I called Nick and asked who we should give the listing too. He said he had just come from lunch with a fabulous new agent that he wanted to work with.  She was one of the top agents in the state and had short sale experience.  He was very impressed with her.  She was thrilled to outsource her negotiations as I guess it took up a tremendous amount of her time.  It seemed like the start of a great new relationship.

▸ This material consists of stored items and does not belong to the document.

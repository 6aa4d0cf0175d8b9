//! Migration history
//!
//! Reads migrations and the schema snapshot, and replays the trigger
//! declarations they contain into the set of triggers the database holds
//! once every migration has run.

mod error;
mod replayer;
mod source;
mod versions;


pub use error::*;
pub use replayer::*;
pub use source::*;
pub use versions::*;
//! Structured trace records and the line emitter.
//!
//! Every observable state change a package undergoes becomes a
//! [`Record`]; the [`LogEmitter`] renders records into the canonical
//! line format on its sink. The line format is a contract: timestamps
//! are zero-padded to width 7, package and warehouse ids to width 3.

use std::io::{self, Write};

use crate::package::PackageId;
use crate::time::SimTime;
use crate::warehouse::WarehouseId;

/// One line of the simulation trace.
#[derive(Debug, Clone, Copy, PartialEq, Eq)]
pub enum Record {
    /// Package stored in a section, waiting for its edge to fire.
    Stored {
        time: SimTime,
        package: PackageId,
        warehouse: WarehouseId,
        section: WarehouseId,
    },
    /// Package surfaced from a section during a dig.
    Removed {
        time: SimTime,
        package: PackageId,
        warehouse: WarehouseId,
        section: WarehouseId,
    },
    /// Surfaced blocker pushed back into its section.
    Restored {
        time: SimTime,
        package: PackageId,
        warehouse: WarehouseId,
        section: WarehouseId,
    },
    /// Package shipped along an edge.
    InTransit {
        time: SimTime,
        package: PackageId,
        from: WarehouseId,
        to: WarehouseId,
    },
    /// Package reached its final destination.
    Delivered {
        time: SimTime,
        package: PackageId,
        warehouse: WarehouseId,
    },
}

impl Record {
    /// The timestamp leading the record's line.
    pub fn time(&self) -> SimTime {
        match *self {
            Record::Stored { time, .. }
            | Record::Removed { time, .. }
            | Record::Restored { time, .. }
            | Record::InTransit { time, .. }
            | Record::Delivered { time, .. } => time,
        }
    }
}

impl std::fmt::Display for Record {
    fn fmt(&self, f: &mut std::fmt::Formatter<'_>) -> std::fmt::Result {
        match *self {
            Record::Stored {
                time,
                package,
                warehouse,
                section,
            } => write!(
                f,
                "{:07} pacote {:03} armazenado em {:03} na secao {:03}",
                time.ticks(),
                package.raw(),
                warehouse.raw(),
                section.raw()
            ),
            Record::Removed {
                time,
                package,
                warehouse,
                section,
            } => write!(
                f,
                "{:07} pacote {:03} removido de {:03} na secao {:03}",
                time.ticks(),
                package.raw(),
                warehouse.raw(),
                section.raw()
            ),
            Record::Restored {
                time,
                package,
                warehouse,
                section,
            } => write!(
                f,
                "{:07} pacote {:03} rearmazenado em {:03} na secao {:03}",
                time.ticks(),
                package.raw(),
                warehouse.raw(),
                section.raw()
            ),
            Record::InTransit {
                time,
                package,
                from,
                to,
            } => write!(
                f,
                "{:07} pacote {:03} em transito de {:03} para {:03}",
                time.ticks(),
                package.raw(),
                from.raw(),
                to.raw()
            ),
            Record::Delivered {
                time,
                package,
                warehouse,
            } => write!(
                f,
                "{:07} pacote {:03} entregue em {:03}",
                time.ticks(),
                package.raw(),
                warehouse.raw()
            ),
        }
    }
}

/// Renders records line by line onto a `Write` sink.
///
/// The simulation drives this directly from its handlers; tests pass
/// a `Vec<u8>` to capture the full trace in memory, the binary passes
/// buffered stdout.
#[derive(Debug)]
pub struct LogEmitter<W: Write> {
    sink: W,
}

impl<W: Write> LogEmitter<W> {
    /// Create an emitter over the given sink.
    pub fn new(sink: W) -> Self {
        LogEmitter { sink }
    }

    /// Write one record as a line.
    pub fn emit(&mut self, record: Record) -> io::Result<()> {
        writeln!(self.sink, "{}", record)
    }

    /// Flush the sink.
    pub fn flush(&mut self) -> io::Result<()> {
        self.sink.flush()
    }

    /// Consume the emitter and return the sink.
    pub fn into_sink(self) -> W {
        self.sink
    }
}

I emailed the agent and introduced myself and told her I had a listing and explained it would be a tough one.  The loan had MI, a second with BOA, and NOTHING in her building could be financed (It was a condo) so only a cash buyer would be able to purchase or someone with perfect credit. There were other obstacles, but this new agent for us seemed excited and called the homeowner.  They spoke for some time and then the agent sent her out listing paperwork.  She was then to get over to the unit and take pictures and pick up the listing agreement.

Only, that never happened.

Suddenly the agent seemed to have disappeared into thin air. I got a call from the homeowner who stated she had tried to reach her several times and she vanished.  I then emailed her without a response so I picked up the phone and she answered.  She explained she was having a family emergency and she would meet the homeowner before the end of the week. So, we waited. It never happened. The homeowner then told me the following Monday she STILL hadn’t heard from her.  So I emailed the agent who was standing in on the day of her family emergency.  The agent responded that the family emergency was definitely over and said the next moment she spoke with this agent she would find out what was going on.  Another day went by and I emailed her again and her response was, “Oh, I thought she had contacted you.”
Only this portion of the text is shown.